* **TASK GOAL**
Would you please return the lines of the entries below starting at the line that has "filename crates/clinic-desk-web/src/state.rs" and ending at the line that has "pub struct VisitService<'a>", both included, exactly as they are?

***** RECORDS FOR PROCESSING

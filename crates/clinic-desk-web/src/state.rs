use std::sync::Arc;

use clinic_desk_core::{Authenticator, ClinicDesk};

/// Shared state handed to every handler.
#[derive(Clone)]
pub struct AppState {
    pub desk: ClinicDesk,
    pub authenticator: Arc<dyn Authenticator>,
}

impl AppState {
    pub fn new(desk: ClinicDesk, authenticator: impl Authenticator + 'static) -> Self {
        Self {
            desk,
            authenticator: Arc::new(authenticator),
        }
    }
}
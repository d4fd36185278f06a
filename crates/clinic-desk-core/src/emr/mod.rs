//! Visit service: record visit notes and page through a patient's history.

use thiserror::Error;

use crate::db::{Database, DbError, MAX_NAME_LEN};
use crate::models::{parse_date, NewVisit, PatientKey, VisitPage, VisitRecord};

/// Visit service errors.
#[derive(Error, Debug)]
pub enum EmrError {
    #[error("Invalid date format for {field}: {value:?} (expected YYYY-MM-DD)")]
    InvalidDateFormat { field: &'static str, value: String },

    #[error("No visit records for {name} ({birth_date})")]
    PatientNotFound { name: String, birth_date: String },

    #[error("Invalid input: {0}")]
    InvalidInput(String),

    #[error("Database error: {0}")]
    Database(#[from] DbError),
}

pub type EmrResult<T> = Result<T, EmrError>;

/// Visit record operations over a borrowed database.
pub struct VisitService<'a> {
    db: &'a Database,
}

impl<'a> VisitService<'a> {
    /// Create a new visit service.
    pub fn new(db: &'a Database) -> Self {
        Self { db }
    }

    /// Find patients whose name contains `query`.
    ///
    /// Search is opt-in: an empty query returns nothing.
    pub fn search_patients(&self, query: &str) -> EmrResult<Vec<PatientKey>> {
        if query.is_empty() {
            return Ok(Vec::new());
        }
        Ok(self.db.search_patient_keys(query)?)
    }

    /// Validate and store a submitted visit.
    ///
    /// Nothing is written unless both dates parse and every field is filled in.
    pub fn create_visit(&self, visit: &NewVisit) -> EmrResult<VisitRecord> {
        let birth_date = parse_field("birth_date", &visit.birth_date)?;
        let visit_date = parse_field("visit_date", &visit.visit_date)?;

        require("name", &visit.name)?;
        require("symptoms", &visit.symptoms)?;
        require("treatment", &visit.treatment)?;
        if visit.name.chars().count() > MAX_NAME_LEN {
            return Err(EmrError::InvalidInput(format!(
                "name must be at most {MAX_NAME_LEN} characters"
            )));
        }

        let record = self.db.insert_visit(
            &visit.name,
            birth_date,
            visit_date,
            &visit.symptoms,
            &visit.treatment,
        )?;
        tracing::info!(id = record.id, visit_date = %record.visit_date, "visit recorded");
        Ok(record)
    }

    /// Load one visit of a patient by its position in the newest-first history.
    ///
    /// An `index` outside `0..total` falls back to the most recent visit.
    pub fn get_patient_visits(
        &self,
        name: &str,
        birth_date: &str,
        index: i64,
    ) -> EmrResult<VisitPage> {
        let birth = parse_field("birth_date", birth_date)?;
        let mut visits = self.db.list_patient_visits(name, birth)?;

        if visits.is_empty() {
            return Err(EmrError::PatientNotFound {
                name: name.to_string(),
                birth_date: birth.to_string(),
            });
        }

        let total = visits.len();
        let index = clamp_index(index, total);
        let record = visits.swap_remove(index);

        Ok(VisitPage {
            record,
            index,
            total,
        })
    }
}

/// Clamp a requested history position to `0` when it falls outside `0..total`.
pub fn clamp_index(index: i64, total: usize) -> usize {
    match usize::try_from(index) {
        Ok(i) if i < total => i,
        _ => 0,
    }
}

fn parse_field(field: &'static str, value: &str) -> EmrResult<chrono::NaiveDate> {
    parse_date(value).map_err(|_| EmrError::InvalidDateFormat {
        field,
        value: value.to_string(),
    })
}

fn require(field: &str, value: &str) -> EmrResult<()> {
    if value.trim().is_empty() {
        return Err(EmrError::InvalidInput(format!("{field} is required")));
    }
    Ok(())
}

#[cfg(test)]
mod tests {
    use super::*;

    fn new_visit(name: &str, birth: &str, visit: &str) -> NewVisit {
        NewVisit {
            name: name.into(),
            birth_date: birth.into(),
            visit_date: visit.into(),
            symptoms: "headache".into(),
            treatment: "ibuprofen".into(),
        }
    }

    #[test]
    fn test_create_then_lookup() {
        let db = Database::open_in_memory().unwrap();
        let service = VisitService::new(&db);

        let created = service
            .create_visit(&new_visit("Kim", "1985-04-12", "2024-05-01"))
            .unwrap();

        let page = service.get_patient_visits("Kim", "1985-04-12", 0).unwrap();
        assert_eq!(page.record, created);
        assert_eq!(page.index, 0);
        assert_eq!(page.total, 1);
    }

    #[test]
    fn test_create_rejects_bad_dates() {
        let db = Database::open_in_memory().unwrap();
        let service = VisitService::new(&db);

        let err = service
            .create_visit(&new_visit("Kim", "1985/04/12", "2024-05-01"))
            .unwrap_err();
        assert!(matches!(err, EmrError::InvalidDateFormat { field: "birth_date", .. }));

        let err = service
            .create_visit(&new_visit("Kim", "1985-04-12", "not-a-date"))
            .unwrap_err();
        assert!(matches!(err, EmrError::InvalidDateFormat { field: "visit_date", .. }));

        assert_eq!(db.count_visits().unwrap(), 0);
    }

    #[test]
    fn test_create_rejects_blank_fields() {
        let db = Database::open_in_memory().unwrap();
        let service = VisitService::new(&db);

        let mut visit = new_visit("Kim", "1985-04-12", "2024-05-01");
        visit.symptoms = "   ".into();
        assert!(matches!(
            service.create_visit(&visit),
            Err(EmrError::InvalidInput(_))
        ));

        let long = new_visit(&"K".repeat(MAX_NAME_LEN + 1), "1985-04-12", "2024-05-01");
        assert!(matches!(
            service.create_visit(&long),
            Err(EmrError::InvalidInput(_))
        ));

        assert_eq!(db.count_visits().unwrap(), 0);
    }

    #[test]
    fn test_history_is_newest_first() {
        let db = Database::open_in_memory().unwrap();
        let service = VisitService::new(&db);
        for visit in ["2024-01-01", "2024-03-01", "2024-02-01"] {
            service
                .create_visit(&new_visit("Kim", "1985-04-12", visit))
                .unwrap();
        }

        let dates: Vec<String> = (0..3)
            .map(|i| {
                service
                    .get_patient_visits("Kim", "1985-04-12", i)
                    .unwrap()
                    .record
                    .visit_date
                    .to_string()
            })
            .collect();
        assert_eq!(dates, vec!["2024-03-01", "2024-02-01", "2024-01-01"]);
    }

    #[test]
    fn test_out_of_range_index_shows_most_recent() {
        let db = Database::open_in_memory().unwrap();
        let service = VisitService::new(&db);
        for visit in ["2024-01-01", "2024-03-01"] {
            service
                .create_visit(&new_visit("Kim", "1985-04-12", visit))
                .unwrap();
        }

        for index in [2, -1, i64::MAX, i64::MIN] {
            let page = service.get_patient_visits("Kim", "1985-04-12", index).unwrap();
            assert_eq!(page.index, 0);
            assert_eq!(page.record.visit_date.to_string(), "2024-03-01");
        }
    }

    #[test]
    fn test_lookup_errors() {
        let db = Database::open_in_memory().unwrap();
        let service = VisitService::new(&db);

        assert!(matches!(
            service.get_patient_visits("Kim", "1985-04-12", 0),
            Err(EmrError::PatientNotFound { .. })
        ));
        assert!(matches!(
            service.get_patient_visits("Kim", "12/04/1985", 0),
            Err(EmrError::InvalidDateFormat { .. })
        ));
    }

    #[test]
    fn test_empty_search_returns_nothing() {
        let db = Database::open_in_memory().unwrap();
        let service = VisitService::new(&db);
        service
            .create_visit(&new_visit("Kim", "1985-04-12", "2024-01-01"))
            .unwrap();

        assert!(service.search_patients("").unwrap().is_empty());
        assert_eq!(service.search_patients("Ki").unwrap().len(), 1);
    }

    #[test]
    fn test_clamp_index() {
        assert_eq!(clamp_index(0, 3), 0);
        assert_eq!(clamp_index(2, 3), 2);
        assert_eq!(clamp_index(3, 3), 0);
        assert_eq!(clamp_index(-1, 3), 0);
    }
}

**********
***** RECORDS FOR PROCESSING

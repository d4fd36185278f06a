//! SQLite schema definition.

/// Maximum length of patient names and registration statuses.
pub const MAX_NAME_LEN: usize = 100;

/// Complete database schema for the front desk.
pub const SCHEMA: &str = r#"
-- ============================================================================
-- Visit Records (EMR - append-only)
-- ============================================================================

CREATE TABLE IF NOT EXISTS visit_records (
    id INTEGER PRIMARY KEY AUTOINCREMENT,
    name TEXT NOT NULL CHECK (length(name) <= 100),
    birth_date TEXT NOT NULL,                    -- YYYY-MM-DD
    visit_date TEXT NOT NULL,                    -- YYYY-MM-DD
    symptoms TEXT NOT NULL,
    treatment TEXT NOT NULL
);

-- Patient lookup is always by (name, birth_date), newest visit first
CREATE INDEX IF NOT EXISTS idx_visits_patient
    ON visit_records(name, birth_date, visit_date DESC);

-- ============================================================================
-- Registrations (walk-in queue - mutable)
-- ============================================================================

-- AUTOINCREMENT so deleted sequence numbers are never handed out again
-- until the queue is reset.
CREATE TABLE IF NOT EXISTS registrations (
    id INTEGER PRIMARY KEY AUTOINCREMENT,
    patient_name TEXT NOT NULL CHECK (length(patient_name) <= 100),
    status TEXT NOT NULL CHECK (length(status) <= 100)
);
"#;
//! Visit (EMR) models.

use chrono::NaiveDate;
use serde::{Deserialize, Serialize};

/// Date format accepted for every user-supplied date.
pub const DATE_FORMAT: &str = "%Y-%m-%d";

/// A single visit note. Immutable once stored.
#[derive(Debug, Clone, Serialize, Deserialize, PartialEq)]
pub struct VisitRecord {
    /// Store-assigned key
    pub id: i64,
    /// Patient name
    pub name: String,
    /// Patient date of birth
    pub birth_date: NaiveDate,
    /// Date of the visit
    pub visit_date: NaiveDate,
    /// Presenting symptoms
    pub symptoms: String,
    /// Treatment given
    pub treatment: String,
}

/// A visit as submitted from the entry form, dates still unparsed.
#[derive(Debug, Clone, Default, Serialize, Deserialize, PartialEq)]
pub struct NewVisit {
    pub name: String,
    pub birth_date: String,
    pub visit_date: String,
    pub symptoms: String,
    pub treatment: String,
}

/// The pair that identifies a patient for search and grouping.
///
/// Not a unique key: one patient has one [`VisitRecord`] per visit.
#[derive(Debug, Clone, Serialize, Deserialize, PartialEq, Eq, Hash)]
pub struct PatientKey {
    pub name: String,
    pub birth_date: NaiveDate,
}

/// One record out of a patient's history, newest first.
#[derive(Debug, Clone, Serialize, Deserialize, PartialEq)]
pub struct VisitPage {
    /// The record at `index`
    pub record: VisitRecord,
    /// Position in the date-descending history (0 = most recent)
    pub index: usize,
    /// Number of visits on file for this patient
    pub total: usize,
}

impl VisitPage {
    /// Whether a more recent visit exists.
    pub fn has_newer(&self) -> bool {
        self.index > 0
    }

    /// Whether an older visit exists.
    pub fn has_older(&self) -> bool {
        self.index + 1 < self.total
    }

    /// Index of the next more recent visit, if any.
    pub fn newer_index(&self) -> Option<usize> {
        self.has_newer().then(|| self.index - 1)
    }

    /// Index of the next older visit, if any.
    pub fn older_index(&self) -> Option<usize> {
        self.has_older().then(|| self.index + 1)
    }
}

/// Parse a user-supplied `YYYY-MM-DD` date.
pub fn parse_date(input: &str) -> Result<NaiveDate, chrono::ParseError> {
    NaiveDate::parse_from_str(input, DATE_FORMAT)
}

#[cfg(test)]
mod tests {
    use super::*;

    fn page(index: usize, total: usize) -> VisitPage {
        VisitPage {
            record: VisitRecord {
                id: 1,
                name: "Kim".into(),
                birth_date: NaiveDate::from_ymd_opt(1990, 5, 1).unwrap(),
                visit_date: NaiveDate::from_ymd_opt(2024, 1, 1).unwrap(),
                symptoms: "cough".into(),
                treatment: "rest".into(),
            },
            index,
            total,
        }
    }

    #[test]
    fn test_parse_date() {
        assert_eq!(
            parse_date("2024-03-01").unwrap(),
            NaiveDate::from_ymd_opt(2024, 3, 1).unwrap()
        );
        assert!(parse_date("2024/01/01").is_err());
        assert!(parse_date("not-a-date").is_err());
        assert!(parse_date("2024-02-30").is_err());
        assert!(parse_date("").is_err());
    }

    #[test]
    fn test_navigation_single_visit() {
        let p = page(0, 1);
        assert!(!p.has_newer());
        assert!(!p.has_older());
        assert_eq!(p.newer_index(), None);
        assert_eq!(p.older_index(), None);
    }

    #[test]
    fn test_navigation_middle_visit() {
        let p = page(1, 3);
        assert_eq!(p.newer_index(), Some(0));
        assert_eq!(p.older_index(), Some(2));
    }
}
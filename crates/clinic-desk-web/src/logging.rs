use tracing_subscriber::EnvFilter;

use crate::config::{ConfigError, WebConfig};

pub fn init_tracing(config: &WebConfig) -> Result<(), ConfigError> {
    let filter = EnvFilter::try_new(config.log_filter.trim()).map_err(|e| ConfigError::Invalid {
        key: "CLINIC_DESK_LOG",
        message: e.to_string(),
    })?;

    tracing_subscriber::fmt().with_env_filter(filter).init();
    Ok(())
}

**********
***** RECORDS FOR PROCESSING

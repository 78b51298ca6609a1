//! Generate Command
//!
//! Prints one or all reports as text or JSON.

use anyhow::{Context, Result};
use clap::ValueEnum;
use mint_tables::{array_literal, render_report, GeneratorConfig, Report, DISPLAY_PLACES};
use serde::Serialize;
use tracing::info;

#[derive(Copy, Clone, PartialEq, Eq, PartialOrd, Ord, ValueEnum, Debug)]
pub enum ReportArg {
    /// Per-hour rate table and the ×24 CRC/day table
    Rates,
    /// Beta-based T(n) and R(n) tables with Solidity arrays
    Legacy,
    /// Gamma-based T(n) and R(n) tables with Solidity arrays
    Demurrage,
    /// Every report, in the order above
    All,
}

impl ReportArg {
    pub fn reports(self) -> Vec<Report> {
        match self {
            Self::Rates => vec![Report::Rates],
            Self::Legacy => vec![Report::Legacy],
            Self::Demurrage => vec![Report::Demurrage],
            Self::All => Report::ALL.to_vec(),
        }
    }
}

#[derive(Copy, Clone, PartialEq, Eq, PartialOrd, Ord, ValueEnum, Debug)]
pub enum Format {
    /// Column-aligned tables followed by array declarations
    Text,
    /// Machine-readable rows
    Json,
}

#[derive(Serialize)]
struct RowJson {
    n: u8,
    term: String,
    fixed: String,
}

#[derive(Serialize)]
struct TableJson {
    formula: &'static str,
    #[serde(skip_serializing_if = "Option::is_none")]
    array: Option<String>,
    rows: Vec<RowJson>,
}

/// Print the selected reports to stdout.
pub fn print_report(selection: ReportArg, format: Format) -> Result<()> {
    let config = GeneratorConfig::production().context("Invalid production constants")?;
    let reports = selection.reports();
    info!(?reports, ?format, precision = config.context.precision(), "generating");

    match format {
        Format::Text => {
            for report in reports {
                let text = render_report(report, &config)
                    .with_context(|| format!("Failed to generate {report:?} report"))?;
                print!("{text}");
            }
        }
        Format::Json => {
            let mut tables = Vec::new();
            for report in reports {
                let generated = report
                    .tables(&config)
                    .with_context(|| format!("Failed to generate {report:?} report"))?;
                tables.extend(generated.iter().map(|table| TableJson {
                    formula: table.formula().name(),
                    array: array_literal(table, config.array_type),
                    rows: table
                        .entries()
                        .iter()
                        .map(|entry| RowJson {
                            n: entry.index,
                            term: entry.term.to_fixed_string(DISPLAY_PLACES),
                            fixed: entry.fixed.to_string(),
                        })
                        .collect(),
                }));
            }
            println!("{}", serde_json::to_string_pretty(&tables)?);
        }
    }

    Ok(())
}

**********

* **SOLUTION TO THE EXERCISE**
filename crates/clinic-desk-web/src/state.rs
use std::sync::Arc;

use clinic_desk_core::{Authenticator, ClinicDesk};

/// Shared state handed to every handler.
#[derive(Clone)]
pub struct AppState {
    pub desk: ClinicDesk,
    pub authenticator: Arc<dyn Authenticator>,
}

impl AppState {
    pub fn new(desk: ClinicDesk, authenticator: impl Authenticator + 'static) -> Self {
        Self {
            desk,
            authenticator: Arc::new(authenticator),
        }
    }
}
repository d4fd36185278f06a
filename crates/clinic-desk-core/src/emr/mod.rs
//! Visit service: record visit notes and page through a patient's history.

use thiserror::Error;

use crate::db::{Database, DbError, MAX_NAME_LEN};
use crate::models::{parse_date, NewVisit, PatientKey, VisitPage, VisitRecord};

/// Visit service errors.
#[derive(Error, Debug)]
pub enum EmrError {
    #[error("Invalid date format for {field}: {value:?} (expected YYYY-MM-DD)")]
    InvalidDateFormat { field: &'static str, value: String },

    #[error("No visit records for {name} ({birth_date})")]
    PatientNotFound { name: String, birth_date: String },

    #[error("Invalid input: {0}")]
    InvalidInput(String),

    #[error("Database error: {0}")]
    Database(#[from] DbError),
}

pub type EmrResult<T> = Result<T, EmrError>;

/// Visit record operations over a borrowed database.
pub struct VisitService<'a> {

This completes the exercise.